Indeed, we see in this case that while users have consistently spent $150-200 in Month 0 over the last year, the users in more recent cohorts who retain in Month 1 onward are spending more (in absolute dollar terms and as a percent of Month 0 spend) than comparable users in older cohorts. In fact, some retained users in recent cohorts are spending many multiples of their Month 0 spend in subsequent months. We should try very hard to understand who these users are, why they not only retain but spend increasing amounts with us over time, and how to find more of them.
Lastly, returning to stacked GMV data (the first table set), we can divide the sum of each column by the corresponding sum in the Month 0 column to yield weighted average net GMV retention.
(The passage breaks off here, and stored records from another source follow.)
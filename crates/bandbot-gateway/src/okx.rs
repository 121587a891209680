//! OKX public market data over REST.
//!
//! Only the unauthenticated ticker endpoint is used. The previous day's
//! close is OKX's `sodUtc8` (start-of-day price, UTC+8).

use std::time::Duration;

use async_trait::async_trait;
use chrono::{DateTime, TimeZone, Utc};
use reqwest::Client;
use serde::Deserialize;
use tracing::debug;

use bandbot_core::{InstrumentId, Price, Size, Ticker};

use crate::error::{GatewayError, GatewayResult};
use crate::market_data::MarketDataSource;

/// Default timeout for API requests.
const DEFAULT_TIMEOUT: Duration = Duration::from_secs(10);

/// Production REST base URL.
pub const OKX_BASE_URL: &str = "https://www.okx.com";

#[derive(Debug, Deserialize)]
struct OkxEnvelope<T> {
    code: String,
    #[serde(default)]
    msg: String,
    #[serde(default = "Vec::new")]
    data: Vec<T>,
}

#[derive(Debug, Deserialize)]
#[serde(rename_all = "camelCase")]
struct RawTicker {
    inst_id: String,
    last: String,
    bid_sz: String,
    ask_sz: String,
    vol_24h: String,
    sod_utc8: String,
    ts: String,
}

/// Parse a `/api/v5/market/ticker` response body.
pub fn parse_ticker(body: &str) -> GatewayResult<Ticker> {
    let envelope: OkxEnvelope<RawTicker> = serde_json::from_str(body)?;
    if envelope.code != "0" {
        return Err(GatewayError::Api {
            code: envelope.code,
            msg: envelope.msg,
        });
    }
    let raw = envelope
        .data
        .into_iter()
        .next()
        .ok_or_else(|| GatewayError::Parse("empty ticker data".to_string()))?;

    fn field<T: std::str::FromStr>(name: &str, value: &str) -> GatewayResult<T> {
        value
            .parse()
            .map_err(|_| GatewayError::Parse(format!("{name}: {value:?}")))
    }

    let ts_ms: i64 = field("ts", &raw.ts)?;
    let observed_at: DateTime<Utc> = Utc
        .timestamp_millis_opt(ts_ms)
        .single()
        .ok_or_else(|| GatewayError::Parse(format!("ts out of range: {ts_ms}")))?;

    Ok(Ticker {
        instrument: InstrumentId::new(raw.inst_id),
        last: field::<Price>("last", &raw.last)?,
        bid_size: field::<Size>("bidSz", &raw.bid_sz)?,
        ask_size: field::<Size>("askSz", &raw.ask_sz)?,
        volume_24h: field::<Size>("vol24h", &raw.vol_24h)?,
        reference_close: field::<Price>("sodUtc8", &raw.sod_utc8)?,
        observed_at,
    })
}

/// OKX public ticker client.
pub struct OkxMarketData {
    client: Client,
    base_url: String,
}

impl OkxMarketData {
    /// Create a new client against `base_url` (e.g. [`OKX_BASE_URL`]).
    pub fn new(base_url: impl Into<String>) -> GatewayResult<Self> {
        let client = Client::builder()
            .timeout(DEFAULT_TIMEOUT)
            .build()
            .map_err(|e| GatewayError::HttpClient(format!("Failed to create HTTP client: {e}")))?;

        Ok(Self {
            client,
            base_url: base_url.into().trim_end_matches('/').to_string(),
        })
    }
}

#[async_trait]
impl MarketDataSource for OkxMarketData {
    async fn ticker(&self, instrument: &InstrumentId) -> GatewayResult<Ticker> {
        let url = format!("{}/api/v5/market/ticker", self.base_url);
        let response = self
            .client
            .get(&url)
            .query(&[("instId", instrument.as_str())])
            .send()
            .await
            .map_err(|e| GatewayError::HttpClient(format!("HTTP request failed: {e}")))?;

        let status = response.status();
        let body = response
            .text()
            .await
            .map_err(|e| GatewayError::HttpClient(format!("Failed to read body: {e}")))?;
        if !status.is_success() {
            return Err(GatewayError::Status {
                status: status.as_u16(),
                body,
            });
        }

        let ticker = parse_ticker(&body)?;
        debug!(
            instrument = %ticker.instrument,
            last = %ticker.last,
            reference_close = %ticker.reference_close,
            "Ticker fetched"
        );
        Ok(ticker)
    }
}
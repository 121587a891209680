//! Integration tests for the bandbot loop.
//!
//! These tests drive the orchestration loop against the paper exchange:
//! - one cycle at a time through `Engine::run_cycle_on`
//! - day rollover and restart from the persisted snapshot
//! - the full application with its side workers

pub mod common;
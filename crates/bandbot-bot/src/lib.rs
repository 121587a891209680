//! Adaptive band trader.
//!
//! Main application that wires the components together:
//! - one sequential orchestration loop (`Engine`) owning all adaptive state
//! - side workers shipping records and events, polling the shutdown switch
//!   and retraining the predictive gate
//! - paper or observation gateways behind the exchange trait

pub mod app;
pub mod config;
pub mod engine;
pub mod error;
pub mod retry;
pub mod state;
pub mod training;
pub mod workers;

pub use app::Application;
pub use config::{AppConfig, OperatingMode};
pub use engine::{trading_day, CycleReport, Engine, EngineChannels, EngineDeps, EnginePhase};
pub use error::{AppError, AppResult};
pub use retry::{retry_async, RetryError, RetryPolicy};
pub use state::EngineState;
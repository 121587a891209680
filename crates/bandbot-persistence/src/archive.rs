//! Append-only archive of daily reference closes.

use std::fs::{self, OpenOptions};
use std::io::{ErrorKind, Write};
use std::path::{Path, PathBuf};

use tracing::{info, warn};

use crate::error::PersistenceResult;
use crate::records::DailyCloseRecord;

/// One JSON line per archived trading day.
#[derive(Debug, Clone)]
pub struct DailyCloseArchive {
    path: PathBuf,
}

impl DailyCloseArchive {
    pub fn new(path: impl Into<PathBuf>) -> Self {
        Self { path: path.into() }
    }

    pub fn path(&self) -> &Path {
        &self.path
    }

    /// Append a record. A day that is already archived is not written again.
    ///
    /// Returns `true` if the record was written.
    pub fn append(&self, record: &DailyCloseRecord) -> PersistenceResult<bool> {
        if self.last()?.is_some_and(|last| last.day >= record.day) {
            warn!(day = %record.day, "Daily close already archived, skipping");
            return Ok(false);
        }

        if let Some(parent) = self.path.parent() {
            if !parent.as_os_str().is_empty() {
                fs::create_dir_all(parent)?;
            }
        }

        let mut file = OpenOptions::new()
            .create(true)
            .append(true)
            .open(&self.path)?;
        writeln!(file, "{}", serde_json::to_string(record)?)?;
        file.sync_all()?;

        info!(
            day = %record.day,
            instrument = %record.instrument,
            reference_close = %record.reference_close,
            "Archived daily close"
        );
        Ok(true)
    }

    /// Most recent parseable record, if any.
    pub fn last(&self) -> PersistenceResult<Option<DailyCloseRecord>> {
        let content = match fs::read_to_string(&self.path) {
            Ok(content) => content,
            Err(e) if e.kind() == ErrorKind::NotFound => return Ok(None),
            Err(e) => return Err(e.into()),
        };

        Ok(content
            .lines()
            .rev()
            .filter(|l| !l.trim().is_empty())
            .find_map(|l| serde_json::from_str(l).ok()))
    }
}
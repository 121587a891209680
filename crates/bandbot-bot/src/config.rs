//! Application configuration.

use std::path::{Path, PathBuf};
use std::time::Duration;

use serde::{Deserialize, Serialize};

use bandbot_core::InstrumentId;
use bandbot_gateway::{PaperConfig, OKX_BASE_URL};
use bandbot_risk::{ExitConfig, RiskConfig};
use bandbot_strategy::{SleepWindow, StrategyConfig};

use crate::error::{AppError, AppResult};
use crate::retry::RetryPolicy;

/// Operating mode.
#[derive(Debug, Clone, Copy, PartialEq, Eq, Default, Serialize, Deserialize)]
#[serde(rename_all = "lowercase")]
pub enum OperatingMode {
    /// Full loop against the simulated account.
    #[default]
    Paper,
    /// Loop runs and records, but no order ever leaves the process.
    Observation,
}

// ============================================================================
// Sections
// ============================================================================

/// Initial inter-cycle sleep window, seconds.
#[derive(Debug, Clone, Serialize, Deserialize)]
pub struct PacingConfig {
    #[serde(default = "default_window_start")]
    pub initial_start_secs: u64,
    #[serde(default = "default_window_end")]
    pub initial_end_secs: u64,
}

fn default_window_start() -> u64 {
    SleepWindow::default().start
}

fn default_window_end() -> u64 {
    SleepWindow::default().end
}

impl Default for PacingConfig {
    fn default() -> Self {
        Self {
            initial_start_secs: default_window_start(),
            initial_end_secs: default_window_end(),
        }
    }
}

impl PacingConfig {
    #[must_use]
    pub fn initial_window(&self) -> SleepWindow {
        SleepWindow::new(self.initial_start_secs, self.initial_end_secs)
    }
}

/// Retry budgets and delays.
#[derive(Debug, Clone, Serialize, Deserialize)]
pub struct RetryConfig {
    /// Consecutive cycle failures retried before shutdown.
    #[serde(default = "default_cycle_failure_limit")]
    pub cycle_failure_limit: u32,
    #[serde(default = "default_cycle_retry_delay_secs")]
    pub cycle_retry_delay_secs: u64,
    /// Retries for each day-rollover step.
    #[serde(default = "default_rollover_retries")]
    pub rollover_retries: u32,
    #[serde(default = "default_rollover_retry_delay_secs")]
    pub rollover_retry_delay_secs: u64,
    /// Fixed backoff for bootstrap resources (retried indefinitely).
    #[serde(default = "default_bootstrap_retry_delay_secs")]
    pub bootstrap_retry_delay_secs: u64,
    /// Polls of the realized pnl after a close.
    #[serde(default = "default_pnl_settle_polls")]
    pub pnl_settle_polls: u32,
    #[serde(default = "default_pnl_settle_delay_secs")]
    pub pnl_settle_delay_secs: u64,
    /// Retries for a failed shipper write.
    #[serde(default = "default_worker_retries")]
    pub worker_retries: u32,
    #[serde(default = "default_worker_retry_delay_secs")]
    pub worker_retry_delay_secs: u64,
}

fn default_cycle_failure_limit() -> u32 {
    3
}

fn default_cycle_retry_delay_secs() -> u64 {
    10
}

fn default_rollover_retries() -> u32 {
    3
}

fn default_rollover_retry_delay_secs() -> u64 {
    5
}

fn default_bootstrap_retry_delay_secs() -> u64 {
    5
}

fn default_pnl_settle_polls() -> u32 {
    5
}

fn default_pnl_settle_delay_secs() -> u64 {
    3
}

fn default_worker_retries() -> u32 {
    3
}

fn default_worker_retry_delay_secs() -> u64 {
    2
}

impl Default for RetryConfig {
    fn default() -> Self {
        Self {
            cycle_failure_limit: default_cycle_failure_limit(),
            cycle_retry_delay_secs: default_cycle_retry_delay_secs(),
            rollover_retries: default_rollover_retries(),
            rollover_retry_delay_secs: default_rollover_retry_delay_secs(),
            bootstrap_retry_delay_secs: default_bootstrap_retry_delay_secs(),
            pnl_settle_polls: default_pnl_settle_polls(),
            pnl_settle_delay_secs: default_pnl_settle_delay_secs(),
            worker_retries: default_worker_retries(),
            worker_retry_delay_secs: default_worker_retry_delay_secs(),
        }
    }
}

impl RetryConfig {
    #[must_use]
    pub fn rollover_policy(&self) -> RetryPolicy {
        RetryPolicy::bounded(
            self.rollover_retries,
            Duration::from_secs(self.rollover_retry_delay_secs),
        )
    }

    #[must_use]
    pub fn bootstrap_policy(&self) -> RetryPolicy {
        RetryPolicy::forever(Duration::from_secs(self.bootstrap_retry_delay_secs))
    }

    #[must_use]
    pub fn worker_policy(&self) -> RetryPolicy {
        RetryPolicy::bounded(
            self.worker_retries,
            Duration::from_secs(self.worker_retry_delay_secs),
        )
    }

    #[must_use]
    pub fn cycle_retry_delay(&self) -> Duration {
        Duration::from_secs(self.cycle_retry_delay_secs)
    }

    #[must_use]
    pub fn pnl_settle_delay(&self) -> Duration {
        Duration::from_secs(self.pnl_settle_delay_secs)
    }
}

/// File locations and shipping cadence.
#[derive(Debug, Clone, Serialize, Deserialize)]
pub struct PersistenceConfig {
    #[serde(default = "default_snapshot_path")]
    pub snapshot_path: PathBuf,
    /// Daily `cycles_YYYY-MM-DD.jsonl` files.
    #[serde(default = "default_records_dir")]
    pub records_dir: PathBuf,
    /// Daily `events_YYYY-MM-DD.jsonl` files.
    #[serde(default = "default_events_dir")]
    pub events_dir: PathBuf,
    #[serde(default = "default_archive_path")]
    pub archive_path: PathBuf,
    #[serde(default = "default_batch_size")]
    pub record_batch: usize,
    #[serde(default = "default_batch_size")]
    pub event_batch: usize,
    #[serde(default = "default_ship_interval_secs")]
    pub record_ship_interval_secs: u64,
    #[serde(default = "default_ship_interval_secs")]
    pub event_ship_interval_secs: u64,
    /// Capacity of the record and event queues.
    #[serde(default = "default_queue_capacity")]
    pub queue_capacity: usize,
    /// Upper bound on the final drain at shutdown.
    #[serde(default = "default_drain_timeout_secs")]
    pub drain_timeout_secs: u64,
}

fn default_snapshot_path() -> PathBuf {
    PathBuf::from("data/state.json")
}

fn default_records_dir() -> PathBuf {
    PathBuf::from("data/records")
}

fn default_events_dir() -> PathBuf {
    PathBuf::from("data/events")
}

fn default_archive_path() -> PathBuf {
    PathBuf::from("data/daily_close.jsonl")
}

fn default_batch_size() -> usize {
    50
}

fn default_ship_interval_secs() -> u64 {
    5
}

fn default_queue_capacity() -> usize {
    1024
}

fn default_drain_timeout_secs() -> u64 {
    10
}

impl Default for PersistenceConfig {
    fn default() -> Self {
        Self {
            snapshot_path: default_snapshot_path(),
            records_dir: default_records_dir(),
            events_dir: default_events_dir(),
            archive_path: default_archive_path(),
            record_batch: default_batch_size(),
            event_batch: default_batch_size(),
            record_ship_interval_secs: default_ship_interval_secs(),
            event_ship_interval_secs: default_ship_interval_secs(),
            queue_capacity: default_queue_capacity(),
            drain_timeout_secs: default_drain_timeout_secs(),
        }
    }
}

/// External run/stop switch.
#[derive(Debug, Clone, Serialize, Deserialize)]
pub struct SwitchConfig {
    #[serde(default = "default_switch_path")]
    pub path: PathBuf,
    #[serde(default = "default_switch_poll_secs")]
    pub poll_interval_secs: u64,
}

fn default_switch_path() -> PathBuf {
    PathBuf::from("data/switch")
}

fn default_switch_poll_secs() -> u64 {
    5
}

impl Default for SwitchConfig {
    fn default() -> Self {
        Self {
            path: default_switch_path(),
            poll_interval_secs: default_switch_poll_secs(),
        }
    }
}

/// Operator alerts. Without a webhook alerts only go to the log.
#[derive(Debug, Clone, Serialize, Deserialize)]
pub struct AlertConfig {
    #[serde(default)]
    pub webhook_url: Option<String>,
    #[serde(default = "default_alert_timeout_secs")]
    pub timeout_secs: u64,
}

fn default_alert_timeout_secs() -> u64 {
    10
}

impl Default for AlertConfig {
    fn default() -> Self {
        Self {
            webhook_url: None,
            timeout_secs: default_alert_timeout_secs(),
        }
    }
}

/// Predictive gate retraining.
#[derive(Debug, Clone, Serialize, Deserialize)]
pub struct ModelConfig {
    #[serde(default = "default_model_enabled")]
    pub enabled: bool,
    #[serde(default = "default_retrain_interval_secs")]
    pub retrain_interval_secs: u64,
    #[serde(default = "default_min_samples")]
    pub min_samples: usize,
}

fn default_model_enabled() -> bool {
    true
}

fn default_retrain_interval_secs() -> u64 {
    3600
}

fn default_min_samples() -> usize {
    30
}

impl Default for ModelConfig {
    fn default() -> Self {
        Self {
            enabled: default_model_enabled(),
            retrain_interval_secs: default_retrain_interval_secs(),
            min_samples: default_min_samples(),
        }
    }
}

/// Public market data endpoint and the cross-asset index basket.
#[derive(Debug, Clone, Serialize, Deserialize)]
pub struct MarketDataConfig {
    #[serde(default = "default_base_url")]
    pub base_url: String,
    #[serde(default = "default_index_instruments")]
    pub index_instruments: Vec<String>,
}

fn default_base_url() -> String {
    OKX_BASE_URL.to_string()
}

fn default_index_instruments() -> Vec<String> {
    ["BTC-USDT-SWAP", "SOL-USDT-SWAP", "ETH-USDT-SWAP", "DOGE-USDT-SWAP"]
        .iter()
        .map(|s| s.to_string())
        .collect()
}

impl Default for MarketDataConfig {
    fn default() -> Self {
        Self {
            base_url: default_base_url(),
            index_instruments: default_index_instruments(),
        }
    }
}

// ============================================================================
// AppConfig
// ============================================================================

/// Main application configuration.
#[derive(Debug, Clone, Serialize, Deserialize)]
pub struct AppConfig {
    /// Operating mode.
    #[serde(default)]
    pub mode: OperatingMode,
    /// Traded instrument.
    #[serde(default = "default_instrument")]
    pub instrument: String,
    #[serde(default = "default_leverage")]
    pub leverage: u32,
    /// Bands, counters and entry signals.
    #[serde(default)]
    pub strategy: StrategyConfig,
    /// Take-profit thresholds.
    #[serde(default)]
    pub exit: ExitConfig,
    /// Order sizing, position cap and stop-loss.
    #[serde(default)]
    pub risk: RiskConfig,
    #[serde(default)]
    pub pacing: PacingConfig,
    #[serde(default)]
    pub retry: RetryConfig,
    #[serde(default)]
    pub persistence: PersistenceConfig,
    #[serde(default)]
    pub switch: SwitchConfig,
    #[serde(default)]
    pub alert: AlertConfig,
    #[serde(default)]
    pub model: ModelConfig,
    #[serde(default)]
    pub market_data: MarketDataConfig,
    /// Simulated account settings (paper and observation modes).
    #[serde(default)]
    pub paper: PaperConfig,
}

fn default_instrument() -> String {
    "ETH-USDT-SWAP".to_string()
}

fn default_leverage() -> u32 {
    10
}

impl Default for AppConfig {
    fn default() -> Self {
        Self {
            mode: OperatingMode::default(),
            instrument: default_instrument(),
            leverage: default_leverage(),
            strategy: StrategyConfig::default(),
            exit: ExitConfig::default(),
            risk: RiskConfig::default(),
            pacing: PacingConfig::default(),
            retry: RetryConfig::default(),
            persistence: PersistenceConfig::default(),
            switch: SwitchConfig::default(),
            alert: AlertConfig::default(),
            model: ModelConfig::default(),
            market_data: MarketDataConfig::default(),
            paper: PaperConfig::default(),
        }
    }
}
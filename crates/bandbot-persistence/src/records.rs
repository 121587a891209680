//! Record types shipped to JSON Lines files.

use chrono::{DateTime, NaiveDate, Utc};
use rust_decimal::Decimal;
use serde::{Deserialize, Serialize};

use bandbot_core::{InstrumentId, MarketSnapshot, Price, TradeType};

/// One row per orchestration cycle: inputs, decision and resulting state.
#[derive(Debug, Clone, PartialEq, Serialize, Deserialize)]
pub struct CycleRecord {
    pub snapshot: MarketSnapshot,
    pub daily_pct: Option<f64>,
    pub cycle_pct: Option<f64>,
    pub long_down: f64,
    pub long_up: f64,
    pub short_down: f64,
    pub short_up: f64,
    pub long_open_count: u32,
    pub short_open_count: u32,
    pub up_counters: [u32; 4],
    pub down_counters: [u32; 4],
    /// Signed notional of the held position when the cycle started.
    pub position_notional: Decimal,
    pub order_size_units: u32,
    /// Seconds slept after this cycle.
    pub sleep_secs: u64,
    pub trade_type: TradeType,
}

/// Outcome tag of an operator event.
#[derive(Debug, Clone, Copy, PartialEq, Eq, Serialize, Deserialize)]
pub enum EventStatus {
    Info,
    Success,
    Error,
}

/// Operator-facing business event (trade placed, stop-loss failed, ...).
#[derive(Debug, Clone, PartialEq, Serialize, Deserialize)]
pub struct EventRecord {
    pub at: DateTime<Utc>,
    pub subject: String,
    pub status: EventStatus,
    pub detail: String,
}

impl EventRecord {
    pub fn new(subject: impl Into<String>, status: EventStatus, detail: impl Into<String>) -> Self {
        Self {
            at: Utc::now(),
            subject: subject.into(),
            status,
            detail: detail.into(),
        }
    }

    pub fn info(subject: impl Into<String>, detail: impl Into<String>) -> Self {
        Self::new(subject, EventStatus::Info, detail)
    }

    pub fn success(subject: impl Into<String>, detail: impl Into<String>) -> Self {
        Self::new(subject, EventStatus::Success, detail)
    }

    pub fn error(subject: impl Into<String>, detail: impl Into<String>) -> Self {
        Self::new(subject, EventStatus::Error, detail)
    }
}

/// Reference close of a finished trading day.
#[derive(Debug, Clone, PartialEq, Serialize, Deserialize)]
pub struct DailyCloseRecord {
    pub day: NaiveDate,
    pub instrument: InstrumentId,
    pub reference_close: Price,
    pub archived_at: DateTime<Utc>,
}
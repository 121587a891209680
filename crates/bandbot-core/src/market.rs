//! Exchange-facing market values.

use crate::decimal::{Price, Size};
use chrono::{DateTime, Utc};
use rust_decimal::Decimal;
use serde::{Deserialize, Serialize};
use std::fmt;

/// Exchange instrument identifier (e.g. `ETH-USDT-SWAP`).
#[derive(Debug, Clone, PartialEq, Eq, Hash, Serialize, Deserialize)]
#[serde(transparent)]
pub struct InstrumentId(String);

impl InstrumentId {
    pub fn new(id: impl Into<String>) -> Self {
        Self(id.into())
    }

    pub fn as_str(&self) -> &str {
        &self.0
    }
}

impl fmt::Display for InstrumentId {
    fn fmt(&self, f: &mut fmt::Formatter<'_>) -> fmt::Result {
        f.write_str(&self.0)
    }
}

impl From<&str> for InstrumentId {
    fn from(s: &str) -> Self {
        Self(s.to_string())
    }
}

/// Position direction.
#[derive(Debug, Clone, Copy, PartialEq, Eq, Hash, Serialize, Deserialize)]
#[serde(rename_all = "lowercase")]
pub enum Side {
    Long,
    Short,
}

impl Side {
    /// Returns the opposite side.
    pub fn opposite(&self) -> Self {
        match self {
            Self::Long => Self::Short,
            Self::Short => Self::Long,
        }
    }

    /// Returns 1 for long, -1 for short.
    pub fn sign(&self) -> i8 {
        match self {
            Self::Long => 1,
            Self::Short => -1,
        }
    }

    /// Label used for metrics and log fields.
    pub fn as_str(&self) -> &'static str {
        match self {
            Self::Long => "long",
            Self::Short => "short",
        }
    }
}

impl fmt::Display for Side {
    fn fmt(&self, f: &mut fmt::Formatter<'_>) -> fmt::Result {
        f.write_str(self.as_str())
    }
}

/// One market-data observation for an instrument.
#[derive(Debug, Clone, PartialEq, Serialize, Deserialize)]
pub struct Ticker {
    pub instrument: InstrumentId,
    pub last: Price,
    pub bid_size: Size,
    pub ask_size: Size,
    pub volume_24h: Size,
    /// Close of the previous trading day; daily change is measured against it.
    pub reference_close: Price,
    pub observed_at: DateTime<Utc>,
}

/// An open position as reported by the exchange.
#[derive(Debug, Clone, PartialEq, Serialize, Deserialize)]
pub struct PositionInfo {
    pub instrument: InstrumentId,
    /// Signed contract size; negative is short.
    pub size: Size,
    /// Absolute notional in quote currency.
    pub notional: Decimal,
    /// Unrealized pnl over margin.
    pub unrealized_ratio: f64,
}

impl PositionInfo {
    /// Direction of the position, `None` when flat.
    pub fn side(&self) -> Option<Side> {
        if self.size.inner().is_sign_positive() && !self.size.is_zero() {
            Some(Side::Long)
        } else if self.size.inner().is_sign_negative() && !self.size.is_zero() {
            Some(Side::Short)
        } else {
            None
        }
    }

    /// Notional signed by direction: positive long, negative short, zero flat.
    pub fn signed_notional(&self) -> Decimal {
        match self.side() {
            Some(Side::Long) => self.notional.abs(),
            Some(Side::Short) => -self.notional.abs(),
            None => Decimal::ZERO,
        }
    }
}

#[cfg(test)]
mod tests {
    use super::*;
    use rust_decimal_macros::dec;

    fn position(size: Decimal, notional: Decimal) -> PositionInfo {
        PositionInfo {
            instrument: InstrumentId::new("ETH-USDT-SWAP"),
            size: Size::new(size),
            notional,
            unrealized_ratio: 0.0,
        }
    }

    #[test]
    fn test_position_side() {
        assert_eq!(position(dec!(2), dec!(60)).side(), Some(Side::Long));
        assert_eq!(position(dec!(-2), dec!(60)).side(), Some(Side::Short));
        assert_eq!(position(dec!(0), dec!(0)).side(), None);
    }

    #[test]
    fn test_signed_notional() {
        assert_eq!(position(dec!(-3), dec!(90)).signed_notional(), dec!(-90));
        assert_eq!(position(dec!(3), dec!(90)).signed_notional(), dec!(90));
    }

    #[test]
    fn test_side_opposite() {
        assert_eq!(Side::Long.opposite(), Side::Short);
        assert_eq!(Side::Short.sign(), -1);
    }
}
//! Gateway error types.

use thiserror::Error;

#[derive(Debug, Error)]
pub enum GatewayError {
    #[error("HTTP client error: {0}")]
    HttpClient(String),

    #[error("HTTP {status}: {body}")]
    Status { status: u16, body: String },

    #[error("Exchange API error {code}: {msg}")]
    Api { code: String, msg: String },

    #[error("Response parse error: {0}")]
    Parse(String),

    #[error("Order rejected: {0}")]
    Rejected(String),

    #[error("Invalid switch value: {0:?}")]
    InvalidSwitch(String),

    #[error("IO error: {0}")]
    Io(#[from] std::io::Error),

    #[error("JSON error: {0}")]
    Json(#[from] serde_json::Error),
}

impl GatewayError {
    /// Network-level failures worth retrying with a fixed delay.
    #[must_use]
    pub fn is_transient(&self) -> bool {
        match self {
            Self::HttpClient(_) | Self::Io(_) => true,
            Self::Status { status, .. } => *status == 429 || *status >= 500,
            Self::Api { .. }
            | Self::Parse(_)
            | Self::Rejected(_)
            | Self::InvalidSwitch(_)
            | Self::Json(_) => false,
        }
    }
}

pub type GatewayResult<T> = Result<T, GatewayError>;
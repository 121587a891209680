//! Training data for the predictive gate.
//!
//! Each open in the cycle history is labeled by how its position ended: a
//! take-profit makes every open since the previous close profitable, a
//! stop-loss makes them losers. Opens still waiting for a close are dropped.

use bandbot_core::TradeType;
use bandbot_persistence::CycleRecord;
use bandbot_strategy::{FeatureVector, LabeledSample};

/// Label every closed open in `records`, oldest first.
pub fn label_opens(records: &[CycleRecord]) -> Vec<LabeledSample> {
    let mut samples = Vec::new();
    let mut pending: Vec<FeatureVector> = Vec::new();

    for record in records {
        match record.trade_type {
            TradeType::OpenLong | TradeType::OpenShort => {
                pending.push(FeatureVector::from_snapshot(&record.snapshot));
            }
            TradeType::TakeProfitLong | TradeType::TakeProfitShort => {
                samples.extend(pending.drain(..).map(|features| LabeledSample {
                    features,
                    profitable: true,
                }));
            }
            TradeType::StopLoss => {
                samples.extend(pending.drain(..).map(|features| LabeledSample {
                    features,
                    profitable: false,
                }));
            }
            TradeType::None => {}
        }
    }

    samples
}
For example, to calculate weighted average net GMV retention for Month 15, divide the sum of the two data points in that column ($296 + $715) by the the sum of the two corresponding data points in the Month 0 column ($1,648 + $3,760), yielding 19%.
This analysis allows us to compare ourselves against common net GMV retention benchmarks, which helps us understand the health of our business aggregated across cohorts (thus smoothing out statistical noise), and how a future investor might evaluate us relative to similar business models.
These benchmarks from a16z show that the average marketplace in their dataset achieves Month 1, Month 3, Month 6, and Month 12 demand-side retention of 66%, 57%, 50%, and 30%, respectively; it appears our business has some work to do to achieve and surpass these; though we can be comforted that our recent cohorts are closer to the mark, and still showing signs of improvement.
From forecasting unit economics, to measuring ROI on growth and efficiency initiatives, to honing your ideal customer profile and understanding how you stack up against similar businesses, there are few exercises that generate more actionable insights for your business than cohort retention analysis. While this article only scratches the surface, I hope it gives you a starting point to incorporate this type of analysis into your regular management practice.